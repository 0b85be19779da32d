use super::{route_strokes, stop_markers, RouteSummary};
use crate::config::StationLabels;
use crate::geometry::Bounds;
use crate::map::MapSurface;
use crate::models::Route;

/// Owns a map surface and replaces the drawn route on every redraw
pub struct RouteRenderer<S: MapSurface> {
    surface: S,
    labels: StationLabels,
}

impl<S: MapSurface> RouteRenderer<S> {
    #[must_use]
    pub fn new(surface: S, labels: StationLabels) -> Self {
        Self { surface, labels }
    }

    #[must_use]
    pub fn surface(&self) -> &S {
        &self.surface
    }

    /// Remove every route layer from the map, leaving base layers alone.
    /// Returns the number of layers removed.
    ///
    /// # Errors
    ///
    /// Returns the surface error if a layer cannot be listed or removed.
    pub fn clear(&mut self) -> Result<usize, S::Error> {
        let layers = self.surface.route_layers()?;
        for layer in &layers {
            self.surface.remove_layer(layer)?;
        }
        Ok(layers.len())
    }

    /// Replace whatever is drawn with `route` and fit the view to it.
    ///
    /// Drawing the same route twice leaves the map in the same state as
    /// drawing it once. An empty route clears the map and keeps the view.
    ///
    /// # Errors
    ///
    /// Returns the surface error of the first map operation that fails.
    pub fn redraw(&mut self, route: &Route) -> Result<RouteSummary, S::Error> {
        let removed = self.clear()?;

        let summary = RouteSummary::for_route(route);

        let segments = route.segments();
        for stroke in route_strokes(&segments) {
            self.surface.add_polyline(&stroke)?;
        }
        for marker in stop_markers(route.stops(), &self.labels) {
            self.surface.add_marker(&marker)?;
        }

        if let Some(bounds) = Bounds::fit(&route.coordinates()) {
            self.surface.fit_bounds(&bounds)?;
        }

        crate::log!(
            "Redrew route: {} stops, {} segments, {} layers removed",
            route.stops().len(),
            segments.len(),
            removed
        );

        Ok(summary)
    }
}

____

» **Action item**
Say how many lines of the material hold the string "every", giving the number alone.

» **Solution for this exercise**
2